**WHAT THE TASK ASKS**
Copy each line below that has "const".

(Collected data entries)

_ _ _ _ _ _ _

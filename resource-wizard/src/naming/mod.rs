//! Name derivation
//!
//! [`derive`] maps one free-text resource name to every text variant the
//! stubs need: singular and plural forms, each in seven cases.
//!
//! Input is canonicalized once before anything else: punctuation becomes a
//! word separator, words are split at case and digit boundaries, lower-cased
//! and joined by single spaces. `" Foo Bar "`, `"foo_bar"`, `"foo-bar"` and
//! `"FooBar"` therefore all derive the same variants.
//!
//! Blank input derives empty strings for every variant.

pub mod inflect;

use std::fmt;

use convert_case::{Case, Casing};
use serde::Serialize;

/// Text case of a variant
#[derive(Debug, Clone, Copy, PartialEq, Eq, Hash)]
pub enum TextCase {
    /// `fooBar`
    Camel,
    /// `foo-bar`
    Kebab,
    /// `foo-bar` (kebab for ASCII input)
    Slug,
    /// `foo_bar`
    Snake,
    /// `FooBar`
    Studly,
    /// `Foo Bar`
    Title,
    /// `foo bar`
    LowerTitle,
}

impl TextCase {
    /// All cases in placeholder-table order
    pub const ALL: [Self; 7] = [
        Self::Camel,
        Self::Kebab,
        Self::Slug,
        Self::Snake,
        Self::Studly,
        Self::Title,
        Self::LowerTitle,
    ];

    /// Apply this case to a canonical (lower-case, space separated) name
    #[must_use]
    pub fn apply(self, canonical: &str) -> String {
        if canonical.is_empty() {
            return String::new();
        }
        match self {
            Self::Camel => canonical.to_case(Case::Camel),
            Self::Kebab | Self::Slug => canonical.to_case(Case::Kebab),
            Self::Snake => canonical.to_case(Case::Snake),
            Self::Studly => canonical.to_case(Case::Pascal),
            Self::Title => canonical.to_case(Case::Title),
            Self::LowerTitle => canonical.to_case(Case::Title).to_lowercase(),
        }
    }

    const fn key_prefix(self) -> &'static str {
        match self {
            Self::Camel => "camel",
            Self::Kebab => "kebab",
            Self::Slug => "slug",
            Self::Snake => "snake",
            Self::Studly => "studly",
            Self::Title => "title",
            Self::LowerTitle => "lowerTitle",
        }
    }
}

/// Singular or plural
#[derive(Debug, Clone, Copy, PartialEq, Eq, Hash)]
pub enum GrammaticalNumber {
    /// One item
    Singular,
    /// Many items
    Plural,
}

/// Address of one variant inside [`NameVariants`]
#[derive(Debug, Clone, Copy, PartialEq, Eq, Hash)]
pub struct VariantKey {
    /// Text case
    pub case: TextCase,
    /// Singular or plural
    pub number: GrammaticalNumber,
}

impl VariantKey {
    /// Build a key
    #[must_use]
    pub const fn new(case: TextCase, number: GrammaticalNumber) -> Self {
        Self { case, number }
    }

    /// Singular key for a case
    #[must_use]
    pub const fn singular(case: TextCase) -> Self {
        Self::new(case, GrammaticalNumber::Singular)
    }

    /// Plural key for a case
    #[must_use]
    pub const fn plural(case: TextCase) -> Self {
        Self::new(case, GrammaticalNumber::Plural)
    }
}

impl fmt::Display for VariantKey {
    /// Renders as `camelSingular`, `lowerTitlePlural`, ...
    fn fmt(&self, f: &mut fmt::Formatter<'_>) -> fmt::Result {
        let suffix = match self.number {
            GrammaticalNumber::Singular => "Singular",
            GrammaticalNumber::Plural => "Plural",
        };
        write!(f, "{}{suffix}", self.case.key_prefix())
    }
}

/// Every case of one grammatical form
#[derive(Debug, Clone, Default, PartialEq, Eq, Serialize)]
#[serde(rename_all = "camelCase")]
pub struct CaseForms {
    /// `fooBar`
    pub camel: String,
    /// `foo-bar`
    pub kebab: String,
    /// `foo-bar`
    pub slug: String,
    /// `foo_bar`
    pub snake: String,
    /// `FooBar`
    pub studly: String,
    /// `Foo Bar`
    pub title: String,
    /// `foo bar`
    pub lower_title: String,
}

impl CaseForms {
    fn from_canonical(canonical: &str) -> Self {
        Self {
            camel: TextCase::Camel.apply(canonical),
            kebab: TextCase::Kebab.apply(canonical),
            slug: TextCase::Slug.apply(canonical),
            snake: TextCase::Snake.apply(canonical),
            studly: TextCase::Studly.apply(canonical),
            title: TextCase::Title.apply(canonical),
            lower_title: TextCase::LowerTitle.apply(canonical),
        }
    }

    fn get(&self, case: TextCase) -> &str {
        match case {
            TextCase::Camel => &self.camel,
            TextCase::Kebab => &self.kebab,
            TextCase::Slug => &self.slug,
            TextCase::Snake => &self.snake,
            TextCase::Studly => &self.studly,
            TextCase::Title => &self.title,
            TextCase::LowerTitle => &self.lower_title,
        }
    }
}

/// All derived variants of a resource name
///
/// Produced by [`derive`]; never mutated afterwards.
#[derive(Debug, Clone, Default, PartialEq, Eq, Serialize)]
pub struct NameVariants {
    singular: CaseForms,
    plural: CaseForms,
}

impl NameVariants {
    /// Look up one variant
    #[must_use]
    pub fn get(&self, key: VariantKey) -> &str {
        match key.number {
            GrammaticalNumber::Singular => self.singular.get(key.case),
            GrammaticalNumber::Plural => self.plural.get(key.case),
        }
    }

    /// Every variant with its key, singular first
    pub fn iter(&self) -> impl Iterator<Item = (VariantKey, &str)> + '_ {
        [GrammaticalNumber::Singular, GrammaticalNumber::Plural]
            .into_iter()
            .flat_map(|number| TextCase::ALL.into_iter().map(move |case| VariantKey::new(case, number)))
            .map(|key| (key, self.get(key)))
    }

    /// True when derived from blank input
    #[must_use]
    pub fn is_empty(&self) -> bool {
        self.singular.snake.is_empty()
    }

    /// Singular forms
    #[must_use]
    pub const fn singular(&self) -> &CaseForms {
        &self.singular
    }

    /// Plural forms
    #[must_use]
    pub const fn plural(&self) -> &CaseForms {
        &self.plural
    }

    /// `accountSetting`
    #[must_use]
    pub fn camel_singular(&self) -> &str {
        &self.singular.camel
    }

    /// `accountSettings`
    #[must_use]
    pub fn camel_plural(&self) -> &str {
        &self.plural.camel
    }

    /// `account-setting`
    #[must_use]
    pub fn kebab_singular(&self) -> &str {
        &self.singular.kebab
    }

    /// `account-settings`
    #[must_use]
    pub fn kebab_plural(&self) -> &str {
        &self.plural.kebab
    }

    /// `account_setting`
    #[must_use]
    pub fn snake_singular(&self) -> &str {
        &self.singular.snake
    }

    /// `account_settings`
    #[must_use]
    pub fn snake_plural(&self) -> &str {
        &self.plural.snake
    }

    /// `AccountSetting`
    #[must_use]
    pub fn studly_singular(&self) -> &str {
        &self.singular.studly
    }

    /// `AccountSettings`
    #[must_use]
    pub fn studly_plural(&self) -> &str {
        &self.plural.studly
    }

    /// `Account Setting`
    #[must_use]
    pub fn title_singular(&self) -> &str {
        &self.singular.title
    }

    /// `Account Settings`
    #[must_use]
    pub fn title_plural(&self) -> &str {
        &self.plural.title
    }

    /// `account setting`
    #[must_use]
    pub fn lower_title_singular(&self) -> &str {
        &self.singular.lower_title
    }

    /// `account settings`
    #[must_use]
    pub fn lower_title_plural(&self) -> &str {
        &self.plural.lower_title
    }
}

/// Canonicalize raw input into lower-case words separated by single spaces
///
/// # Examples
///
/// ```
/// # use resource_wizard::naming::canonicalize;
/// assert_eq!(canonicalize(" Foo  Bar "), "foo bar");
/// assert_eq!(canonicalize("foo_bar"), "foo bar");
/// assert_eq!(canonicalize("FooBar"), "foo bar");
/// assert_eq!(canonicalize("foo.bar!"), "foo bar");
/// ```
#[must_use]
pub fn canonicalize(raw: &str) -> String {
    let spaced: String = raw
        .chars()
        .map(|c| if c.is_alphanumeric() { c } else { ' ' })
        .collect();

    spaced
        .split_whitespace()
        .map(|token| token.to_case(Case::Lower))
        .collect::<Vec<_>>()
        .join(" ")
        .split_whitespace()
        .collect::<Vec<_>>()
        .join(" ")
}

/// Apply `inflect` to the last word of a canonical name
///
/// A word the rules would reduce to nothing (`"s"`) is kept as is.
fn inflect_last_word(canonical: &str, inflect: fn(&str) -> String) -> String {
    let (head, last) = canonical
        .rsplit_once(' ')
        .map_or(("", canonical), |(head, last)| (head, last));
    let inflected = inflect(last);
    let last = if inflected.is_empty() { last } else { inflected.as_str() };

    if head.is_empty() {
        last.to_string()
    } else {
        format!("{head} {last}")
    }
}

/// Derive all name variants from a free-text resource name
///
/// The singular form singularizes the last word; the plural form pluralizes
/// the last word of that singular, so singular and plural input derive the
/// same record.
///
/// # Examples
///
/// ```
/// # use resource_wizard::naming::derive;
/// let names = derive("person");
/// assert_eq!(names.studly_singular(), "Person");
/// assert_eq!(names.studly_plural(), "People");
///
/// assert!(derive("   ").is_empty());
/// ```
#[must_use]
pub fn derive(raw: &str) -> NameVariants {
    let canonical = canonicalize(raw);
    let singular = inflect_last_word(&canonical, inflect::singularize);
    let plural = inflect_last_word(&singular, inflect::pluralize);

    tracing::debug!(raw, %singular, %plural, "derived resource names");

    NameVariants {
        singular: CaseForms::from_canonical(&singular),
        plural: CaseForms::from_canonical(&plural),
    }
}

#[cfg(test)]
mod tests {
    use super::*;

    #[test]
    fn test_person() {
        let names = derive("person");
        assert_eq!(names.studly_singular(), "Person");
        assert_eq!(names.studly_plural(), "People");
        assert_eq!(names.snake_singular(), "person");
        assert_eq!(names.snake_plural(), "people");
    }

    #[test]
    fn test_account_setting() {
        let names = derive("Account Setting");
        assert_eq!(names.kebab_singular(), "account-setting");
        assert_eq!(names.kebab_plural(), "account-settings");
        assert_eq!(names.camel_singular(), "accountSetting");
        assert_eq!(names.camel_plural(), "accountSettings");
        assert_eq!(names.snake_plural(), "account_settings");
        assert_eq!(names.studly_plural(), "AccountSettings");
        assert_eq!(names.title_singular(), "Account Setting");
        assert_eq!(names.title_plural(), "Account Settings");
        assert_eq!(names.lower_title_singular(), "account setting");
        assert_eq!(names.lower_title_plural(), "account settings");
        assert_eq!(
            names.get(VariantKey::singular(TextCase::Slug)),
            "account-setting"
        );
    }

    #[test]
    fn test_equivalent_inputs() {
        let expected = derive("foo bar");
        for raw in [" Foo Bar ", "foo_bar", "foo-bar", "FooBar", "fooBar", "FOO  bar"] {
            assert_eq!(derive(raw), expected, "input {raw:?}");
        }
    }

    #[test]
    fn test_plural_input_derives_same_record() {
        assert_eq!(derive("account settings"), derive("account setting"));
        assert_eq!(derive("People"), derive("person"));
        assert_eq!(derive("categories"), derive("category"));
    }

    #[test]
    fn test_singular_nouns_ending_in_s() {
        let names = derive("campus");
        assert_eq!(names.studly_singular(), "Campus");
        assert_eq!(names.studly_plural(), "Campuses");

        for (singular, plural) in [
            ("campus", "campuses"),
            ("canvas", "canvases"),
            ("gas", "gases"),
            ("bonus", "bonuses"),
            ("census", "censuses"),
            ("virus", "viruses"),
            ("hero", "heroes"),
            ("cookie", "cookies"),
            ("movie", "movies"),
            ("leaf", "leaves"),
            ("wife", "wives"),
            ("half", "halves"),
        ] {
            let names = derive(singular);
            assert_eq!(names.snake_singular(), singular);
            assert_eq!(names.snake_plural(), plural);
            assert_eq!(derive(plural), names, "input {plural:?}");
        }
    }

    #[test]
    fn test_blank_input() {
        for raw in ["", "   ", "--__--", "\t\n"] {
            let names = derive(raw);
            assert!(names.is_empty());
            assert!(names.iter().all(|(_, value)| value.is_empty()));
        }
    }

    #[test]
    fn test_variant_key_display() {
        assert_eq!(VariantKey::singular(TextCase::Camel).to_string(), "camelSingular");
        assert_eq!(
            VariantKey::plural(TextCase::LowerTitle).to_string(),
            "lowerTitlePlural"
        );
    }

    #[test]
    fn test_iter_covers_all_variants() {
        let names = derive("post");
        let collected: Vec<_> = names.iter().collect();
        assert_eq!(collected.len(), 14);
        assert_eq!(collected[0], (VariantKey::singular(TextCase::Camel), "post"));
        assert_eq!(collected[11], (VariantKey::plural(TextCase::Studly), "Posts"));
    }

    #[test]
    fn test_serializes_camel_case_keys() {
        let json = serde_json::to_value(derive("account setting")).unwrap();
        assert_eq!(json["singular"]["lowerTitle"], "account setting");
        assert_eq!(json["plural"]["studly"], "AccountSettings");
    }

    mod property_tests {
        use super::*;
        use proptest::prelude::*;

        const NAME: &str =
            "([a-z]{2,7} ){0,3}[bcdfghklmnprstvwz][aeiou][bdgkmpt](ss|us|o|x|ch|sh|y|f|fe|zz)?";

        proptest! {
            #[test]
            fn prop_camel_and_studly_shape(raw in NAME) {
                let names = derive(&raw);
                let camel = names.camel_singular();
                prop_assert!(camel.chars().next().unwrap().is_lowercase());
                prop_assert!(!camel.contains([' ', '-', '_']));
                prop_assert!(names.studly_singular().chars().next().unwrap().is_uppercase());
            }

            #[test]
            fn prop_kebab_of_studly_matches_kebab(raw in NAME) {
                let direct = derive(&raw);
                let via_studly = derive(direct.studly_singular());
                prop_assert_eq!(via_studly.kebab_singular(), direct.kebab_singular());
            }

            #[test]
            fn prop_plural_input_derives_same_record(raw in NAME) {
                let names = derive(&raw);
                prop_assert_eq!(derive(names.lower_title_plural()), names);
            }

            #[test]
            fn prop_deterministic(raw in "\\PC{0,40}") {
                prop_assert_eq!(derive(&raw), derive(&raw));
            }
        }
    }
}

_ _ _ _ _ _ _

**SOLUTION TO THE EXERCISE**
    pub const ALL: [Self; 7] = [
    const fn key_prefix(self) -> &'static str {
    pub const fn new(case: TextCase, number: GrammaticalNumber) -> Self {
    pub const fn singular(case: TextCase) -> Self {
    pub const fn plural(case: TextCase) -> Self {
    pub const fn singular(&self) -> &CaseForms {
    pub const fn plural(&self) -> &CaseForms {
        const NAME: &str =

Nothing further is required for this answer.